According to The Courier Journal, Walker will receive $2 million.

After midnight on March 13, Louisville police officers Brett Hankison, Myles Cosgrove and Jonathan Mattingly executed a botched “no-knock” warrant at Taylor's apartment, which she shared with Walker. Shots were fired and Taylor was hit eight times and died. Walker fired back with a legal gun, thinking someone was trying to break into their home.

The police raid found no drugs at Taylor’s apartment and she was not the target of the investigation. Instead, it was her ex-boyfriend Jamarcus Glover who the police were after. Glover had been arrested earlier that same night.

RELATED: Breonna Taylor Case: Grand Jury Charges Just One Officer With Wanton Endangerment

In October 2020, Walker told Gayle King, “If it was the police at the door and they just said ‘we’re the police,’ me or Breonna didn’t have a reason at all not to open the door and see what they wanted.”

Walker said that, believing it was intruders, he fired one shot as a warning. But that shot struck Hankison. The officers then released a barrage of gunfire, which killed Taylor. “I don’t think I ever heard so many gunshots all at the same time,” Walker remembered. “I’ve never been to war, but I assume that’s what war sounds like.”

Attempted murder charges were filed against Walker but the charges were dropped in May 2020. In March 2021, the charges were dismissed without prejudice.

Walker’s federal lawsuit sought damages for violations of his Fourth Amendment rights.
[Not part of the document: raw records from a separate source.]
//! Version-range resolution: cache, registry selection, fallback cleaning.

use std::sync::Arc;
use std::time::{Duration, Instant};

use dashmap::DashMap;
use futures::future::join_all;
use tokio::sync::Semaphore;
use tracing::{debug, warn};

use super::circuit::CircuitBreaker;
use super::{ResolvedVersion, VersionSource};
use crate::parsers::clean_version;
use crate::registries::PackageRegistry;

/// Sentinel for ranges the fallback cannot turn into a version.
pub const UNRESOLVED_VERSION: &str = "0.0.0";

struct CachedResolution {
    resolved_version: String,
    cached_at: Instant,
}

/// Resolves a declared range to a concrete version.
///
/// Order: unexpired cache entry keyed by `name@range`; else the highest
/// registry version satisfying the range; else fallback range cleaning.
/// Registry failures are recovered by the fallback and recorded on the
/// shared circuit breaker, never propagated.
pub struct VersionResolver {
    registry: Arc<dyn PackageRegistry>,
    breaker: Arc<CircuitBreaker>,
    cache: DashMap<String, CachedResolution>,
    ttl: Duration,
    semaphore: Arc<Semaphore>,
}

impl VersionResolver {
    pub fn new(
        registry: Arc<dyn PackageRegistry>,
        breaker: Arc<CircuitBreaker>,
        ttl: Duration,
        concurrency: usize,
    ) -> Self {
        Self {
            registry,
            breaker,
            cache: DashMap::new(),
            ttl,
            semaphore: Arc::new(Semaphore::new(concurrency.max(1))),
        }
    }

    pub async fn resolve(&self, name: &str, range: &str, use_registry: bool) -> ResolvedVersion {
        let cache_key = format!("{name}@{range}");
        if let Some(entry) = self.cache.get(&cache_key)
            && entry.cached_at.elapsed() < self.ttl
        {
            return ResolvedVersion {
                original_range: range.to_string(),
                resolved_version: entry.resolved_version.clone(),
                source: VersionSource::Cache,
            };
        }

        if use_registry
            && self.breaker.allow_request().await
            && let Some(version) = self.resolve_from_registry(name, range).await
        {
            self.cache.insert(
                cache_key,
                CachedResolution {
                    resolved_version: version.clone(),
                    cached_at: Instant::now(),
                },
            );
            return ResolvedVersion {
                original_range: range.to_string(),
                resolved_version: version,
                source: VersionSource::Registry,
            };
        }

        let resolved_version = fallback_version(range);
        self.cache.insert(
            cache_key,
            CachedResolution {
                resolved_version: resolved_version.clone(),
                cached_at: Instant::now(),
            },
        );
        ResolvedVersion {
            original_range: range.to_string(),
            resolved_version,
            source: VersionSource::Fallback,
        }
    }

    async fn resolve_from_registry(&self, name: &str, range: &str) -> Option<String> {
        match self.registry.list_versions(name).await {
            Ok(versions) => {
                self.breaker.record_success().await;
                select_highest_satisfying(&versions, range)
            }
            Err(e) => {
                warn!(package = name, error = %e, "registry version lookup failed, falling back");
                self.breaker.record_failure().await;
                None
            }
        }
    }

    /// Resolve many ranges with bounded registry concurrency.
    pub async fn resolve_multiple(
        &self,
        requests: &[(String, String)],
        use_registry: bool,
    ) -> Vec<ResolvedVersion> {
        let futures = requests.iter().map(|(name, range)| {
            let semaphore = Arc::clone(&self.semaphore);
            async move {
                // A closed semaphore cannot happen; treat it as a skip
                let _permit = semaphore.acquire().await;
                self.resolve(name, range, use_registry).await
            }
        });
        join_all(futures).await
    }

    /// Drop expired cache entries.
    pub fn cleanup(&self) {
        let ttl = self.ttl;
        self.cache.retain(|_, entry| entry.cached_at.elapsed() < ttl);
    }

    #[cfg(test)]
    pub fn cache_len(&self) -> usize {
        self.cache.len()
    }
}

/// Highest version in the (newest-first) list satisfying `range`.
pub fn select_highest_satisfying(versions: &[String], range: &str) -> Option<String> {
    let range_has_prerelease = range.contains('-');
    let mut best: Option<(semver::Version, &String)> = None;
    for raw in versions {
        let Some(version) = parse_loose(raw) else {
            continue;
        };
        if !version.pre.is_empty() && !range_has_prerelease {
            continue;
        }
        if !satisfies(&version, range) {
            continue;
        }
        match &best {
            Some((current, _)) if *current >= version => {}
            _ => best = Some((version, raw)),
        }
    }
    best.map(|(_, raw)| raw.clone())
}

/// Whether `version` satisfies one declared range.
///
/// Caret pins the major, tilde pins major.minor, comparison operators are
/// standard, and a bare string means exact. Compound ranges joined by
/// commas or spaces must hold in every part.
pub fn satisfies(version: &semver::Version, range: &str) -> bool {
    let range = range.trim();
    if range.is_empty() || range == "*" || range == "latest" {
        return true;
    }

    if let Some(rest) = range.strip_prefix('^') {
        let Some(base) = parse_loose(rest) else {
            return false;
        };
        return version.major == base.major && *version >= base;
    }
    // PEP 440 compatible release: `~=2.3` pins the major, `~=2.3.1` pins
    // major.minor
    if let Some(rest) = range.strip_prefix("~=") {
        let Some(base) = parse_loose(rest) else {
            return false;
        };
        let pins_minor = rest.trim().matches('.').count() >= 2;
        return version.major == base.major
            && (!pins_minor || version.minor == base.minor)
            && *version >= base;
    }
    if let Some(rest) = range.strip_prefix('~') {
        let Some(base) = parse_loose(rest) else {
            return false;
        };
        return version.major == base.major && version.minor == base.minor && *version >= base;
    }

    range
        .split([',', ' '])
        .filter(|part| !part.trim().is_empty())
        .all(|part| satisfies_comparator(version, part.trim()))
}

fn satisfies_comparator(version: &semver::Version, part: &str) -> bool {
    // Prefix operators inside a compound range keep their own semantics
    if part.starts_with("~=") || part.starts_with('^') || part.starts_with('~') {
        return satisfies(version, part);
    }

    let (op, rest): (&str, &str) = if let Some(rest) = part.strip_prefix(">=") {
        (">=", rest)
    } else if let Some(rest) = part.strip_prefix("<=") {
        ("<=", rest)
    } else if let Some(rest) = part.strip_prefix("!=") {
        ("!=", rest)
    } else if let Some(rest) = part.strip_prefix("===") {
        ("=", rest)
    } else if let Some(rest) = part.strip_prefix("==") {
        ("=", rest)
    } else if let Some(rest) = part.strip_prefix('>') {
        (">", rest)
    } else if let Some(rest) = part.strip_prefix('<') {
        ("<", rest)
    } else if let Some(rest) = part.strip_prefix('=') {
        ("=", rest)
    } else {
        ("=", part)
    };

    let Some(base) = parse_loose(rest) else {
        return false;
    };
    match op {
        ">=" => *version >= base,
        "<=" => *version <= base,
        ">" => *version > base,
        "<" => *version < base,
        "!=" => *version != base,
        _ => *version == base,
    }
}

/// Lenient semver parsing: tolerates a leading `v` and pads missing
/// minor/patch components (`"2"` -> `2.0.0`).
pub fn parse_loose(raw: &str) -> Option<semver::Version> {
    let trimmed = raw.trim().trim_start_matches('v');
    if trimmed.is_empty() {
        return None;
    }
    if let Ok(version) = semver::Version::parse(trimmed) {
        return Some(version);
    }

    // Split off prerelease/build before padding
    let (core, suffix) = match trimmed.find(['-', '+']) {
        Some(pos) => (&trimmed[..pos], &trimmed[pos..]),
        None => (trimmed, ""),
    };
    let components: Vec<&str> = core.split('.').collect();
    if components.is_empty() || components.len() > 3 {
        return None;
    }
    let mut padded = components.clone();
    while padded.len() < 3 {
        padded.push("0");
    }
    semver::Version::parse(&format!("{}{}", padded.join("."), suffix)).ok()
}

/// Range-cleaning fallback: strip operators, keep the first alternative,
/// validate as a version. Unparsable ranges get the sentinel.
pub fn fallback_version(range: &str) -> String {
    let cleaned = clean_version(range);
    if parse_loose(&cleaned).is_some() {
        cleaned
    } else {
        debug!(range, "range not resolvable to a version, using sentinel");
        UNRESOLVED_VERSION.to_string()
    }
}

#[cfg(test)]
mod tests {
    use std::collections::HashMap;

    use async_trait::async_trait;

    use super::*;
    use crate::error::ScanError;
    use crate::registries::PackageManifest;

    struct FakeRegistry {
        versions: Vec<String>,
        fail: bool,
    }

    #[async_trait]
    impl PackageRegistry for FakeRegistry {
        async fn list_versions(&self, name: &str) -> Result<Vec<String>, ScanError> {
            if self.fail {
                return Err(ScanError::RegistryUnavailable {
                    package: name.to_string(),
                    message: "unreachable".to_string(),
                });
            }
            Ok(self.versions.clone())
        }

        async fn dependencies_of(
            &self,
            _name: &str,
            _version: &str,
        ) -> Result<PackageManifest, ScanError> {
            Ok(PackageManifest {
                dependencies: HashMap::new(),
                dev_dependencies: HashMap::new(),
                peer_dependencies: HashMap::new(),
            })
        }
    }

    fn resolver(versions: &[&str], fail: bool) -> VersionResolver {
        VersionResolver::new(
            Arc::new(FakeRegistry {
                versions: versions.iter().map(|v| v.to_string()).collect(),
                fail,
            }),
            Arc::new(CircuitBreaker::new(3, Duration::from_secs(10))),
            Duration::from_secs(3600),
            10,
        )
    }

    fn v(s: &str) -> semver::Version {
        parse_loose(s).unwrap()
    }

    #[test]
    fn test_caret_semantics() {
        assert!(satisfies(&v("4.17.21"), "^4.17.0"));
        assert!(satisfies(&v("4.99.0"), "^4.17.0"));
        assert!(!satisfies(&v("5.0.0"), "^4.17.0"));
        assert!(!satisfies(&v("4.16.0"), "^4.17.0"));
    }

    #[test]
    fn test_tilde_semantics() {
        assert!(satisfies(&v("2.3.9"), "~2.3.2"));
        assert!(!satisfies(&v("2.4.0"), "~2.3.2"));
        assert!(!satisfies(&v("2.3.1"), "~2.3.2"));
    }

    #[test]
    fn test_comparator_semantics() {
        assert!(satisfies(&v("2.28.0"), ">=2.28.0"));
        assert!(satisfies(&v("3.0.0"), ">2.28.0"));
        assert!(!satisfies(&v("2.27.0"), ">=2.28.0"));
        assert!(satisfies(&v("1.5.0"), ">=1.0.0,<2.0.0"));
        assert!(!satisfies(&v("2.0.0"), ">=1.0.0,<2.0.0"));
        assert!(satisfies(&v("1.5.0"), ">=1.0.0 <2.0.0"));
        assert!(satisfies(&v("1.2.3"), "1.2.3"));
        assert!(satisfies(&v("1.2.3"), "==1.2.3"));
        assert!(!satisfies(&v("1.2.4"), "1.2.3"));
    }

    #[test]
    fn test_pep440_specifiers() {
        assert!(satisfies(&v("2.9.0"), "~=2.3"));
        assert!(!satisfies(&v("3.0.0"), "~=2.3"));
        assert!(satisfies(&v("2.3.9"), "~=2.3.1"));
        assert!(!satisfies(&v("2.4.0"), "~=2.3.1"));
        assert!(satisfies(&v("1.2.3"), "===1.2.3"));
        assert!(!satisfies(&v("1.2.4"), "===1.2.3"));
        assert!(satisfies(&v("2.6.0"), ">=2.0,!=2.5"));
        assert!(!satisfies(&v("2.5.0"), ">=2.0,!=2.5"));
    }

    #[test]
    fn test_parse_loose_padding() {
        assert_eq!(parse_loose("2"), Some(semver::Version::new(2, 0, 0)));
        assert_eq!(parse_loose("2.1"), Some(semver::Version::new(2, 1, 0)));
        assert_eq!(parse_loose("v1.2.3"), Some(semver::Version::new(1, 2, 3)));
        assert!(parse_loose("not-a-version").is_none());
    }

    #[test]
    fn test_select_highest_satisfying() {
        let versions: Vec<String> = ["5.0.0", "4.17.21", "4.17.20", "4.16.0", "4.18.0-beta.1"]
            .iter()
            .map(|s| s.to_string())
            .collect();
        assert_eq!(
            select_highest_satisfying(&versions, "^4.17.0"),
            Some("4.17.21".to_string())
        );
        assert_eq!(
            select_highest_satisfying(&versions, ">=4.0.0"),
            Some("5.0.0".to_string())
        );
        assert_eq!(select_highest_satisfying(&versions, "^6.0.0"), None);
    }

    #[test]
    fn test_prereleases_excluded_by_default() {
        let versions = vec!["2.0.0-rc.1".to_string(), "1.9.0".to_string()];
        assert_eq!(
            select_highest_satisfying(&versions, ">=1.0.0"),
            Some("1.9.0".to_string())
        );
    }

    #[test]
    fn test_fallback_version() {
        assert_eq!(fallback_version("^1.2.3"), "1.2.3");
        assert_eq!(fallback_version(">=2.28.0"), "2.28.0");
        assert_eq!(fallback_version("1.0.0 - 2.0.0"), "1.0.0");
        assert_eq!(fallback_version("*"), UNRESOLVED_VERSION);
        assert_eq!(fallback_version("workspace:*"), UNRESOLVED_VERSION);
    }

    #[tokio::test]
    async fn test_resolve_from_registry() {
        let resolver = resolver(&["4.17.21", "4.17.20", "4.16.0"], false);
        let resolved = resolver.resolve("lodash", "^4.17.0", true).await;
        assert_eq!(resolved.resolved_version, "4.17.21");
        assert_eq!(resolved.source, VersionSource::Registry);
        assert_eq!(resolved.original_range, "^4.17.0");
    }

    #[tokio::test]
    async fn test_resolve_caches() {
        let resolver = resolver(&["4.17.21"], false);
        let first = resolver.resolve("lodash", "^4.17.0", true).await;
        assert_eq!(first.source, VersionSource::Registry);

        let second = resolver.resolve("lodash", "^4.17.0", true).await;
        assert_eq!(second.source, VersionSource::Cache);
        assert_eq!(second.resolved_version, "4.17.21");
        assert_eq!(resolver.cache_len(), 1);
    }

    #[tokio::test]
    async fn test_registry_failure_falls_back() {
        let resolver = resolver(&[], true);
        let resolved = resolver.resolve("lodash", "^4.17.0", true).await;
        assert_eq!(resolved.source, VersionSource::Fallback);
        assert_eq!(resolved.resolved_version, "4.17.0");
    }

    #[tokio::test]
    async fn test_no_registry_use() {
        let resolver = resolver(&["9.9.9"], false);
        let resolved = resolver.resolve("lodash", "~1.2.0", false).await;
        assert_eq!(resolved.source, VersionSource::Fallback);
        assert_eq!(resolved.resolved_version, "1.2.0");
    }

    #[tokio::test]
    async fn test_resolve_multiple() {
        let resolver = resolver(&["2.0.0", "1.5.0"], false);
        let requests = vec![
            ("a".to_string(), ">=1.0.0".to_string()),
            ("b".to_string(), "^1.0.0".to_string()),
        ];
        let resolved = resolver.resolve_multiple(&requests, true).await;
        assert_eq!(resolved.len(), 2);
        assert_eq!(resolved[0].resolved_version, "2.0.0");
        assert_eq!(resolved[1].resolved_version, "1.5.0");
    }
}
//! Parser for package.json manifests.
//!
//! A manifest declares direct dependencies only; version ranges are cleaned
//! to their most concrete component (`^18.2.0` → `18.2.0`). Dev and peer
//! sections are tagged so the caller can filter them.

use serde::Deserialize;
use std::collections::BTreeMap;

use super::{DirectRanges, Parser, clean_version};
use crate::error::ScanError;
use crate::formats::FormatId;
use crate::graph::{Dependency, Ecosystem};

/// Parser for npm package.json manifests
#[derive(Debug, Default)]
pub struct PackageJsonParser;

impl PackageJsonParser {
    pub fn new() -> Self {
        Self
    }
}

#[derive(Debug, Deserialize)]
struct PackageJson {
    #[serde(default)]
    dependencies: BTreeMap<String, String>,
    #[serde(default, rename = "devDependencies")]
    dev_dependencies: BTreeMap<String, String>,
    #[serde(default, rename = "peerDependencies")]
    peer_dependencies: BTreeMap<String, String>,
}

impl Parser for PackageJsonParser {
    fn parse(&self, content: &str) -> Result<Vec<Dependency>, ScanError> {
        if content.trim().is_empty() {
            return Err(ScanError::EmptyInput);
        }

        let manifest: PackageJson =
            serde_json::from_str(content).map_err(|e| ScanError::Parse {
                format: FormatId::PackageJson,
                cause: e.to_string(),
            })?;

        let mut deps = Vec::new();
        for (name, range) in &manifest.dependencies {
            deps.push(Dependency::direct(name, &clean_version(range), Ecosystem::Npm));
        }
        for (name, range) in &manifest.dev_dependencies {
            deps.push(Dependency::direct(name, &clean_version(range), Ecosystem::Npm).dev(true));
        }
        for (name, range) in &manifest.peer_dependencies {
            // peers the project itself must satisfy count as direct deps
            deps.push(Dependency::direct(name, &clean_version(range), Ecosystem::Npm));
        }

        Ok(deps)
    }

    fn supported_formats(&self) -> &[FormatId] {
        &[FormatId::PackageJson]
    }
}

/// Extract the raw range maps without cleaning.
pub fn direct_ranges(content: &str) -> Result<DirectRanges, ScanError> {
    if content.trim().is_empty() {
        return Err(ScanError::EmptyInput);
    }
    let manifest: PackageJson = serde_json::from_str(content).map_err(|e| ScanError::Parse {
        format: FormatId::PackageJson,
        cause: e.to_string(),
    })?;
    Ok(DirectRanges {
        dependencies: manifest.dependencies,
        dev_dependencies: manifest.dev_dependencies,
        peer_dependencies: manifest.peer_dependencies,
    })
}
The lawsuit stated, according to Court docs obtained by CNN, that “the warrant was based on fabricated assertions; the raid was unnecessarily conducted in the middle of the night; the officers did not announce they were police; and the officers responded with excessive force.”

Neither Kenneth Walker nor the Louisville Metro Police Department has released a statement about the settlement.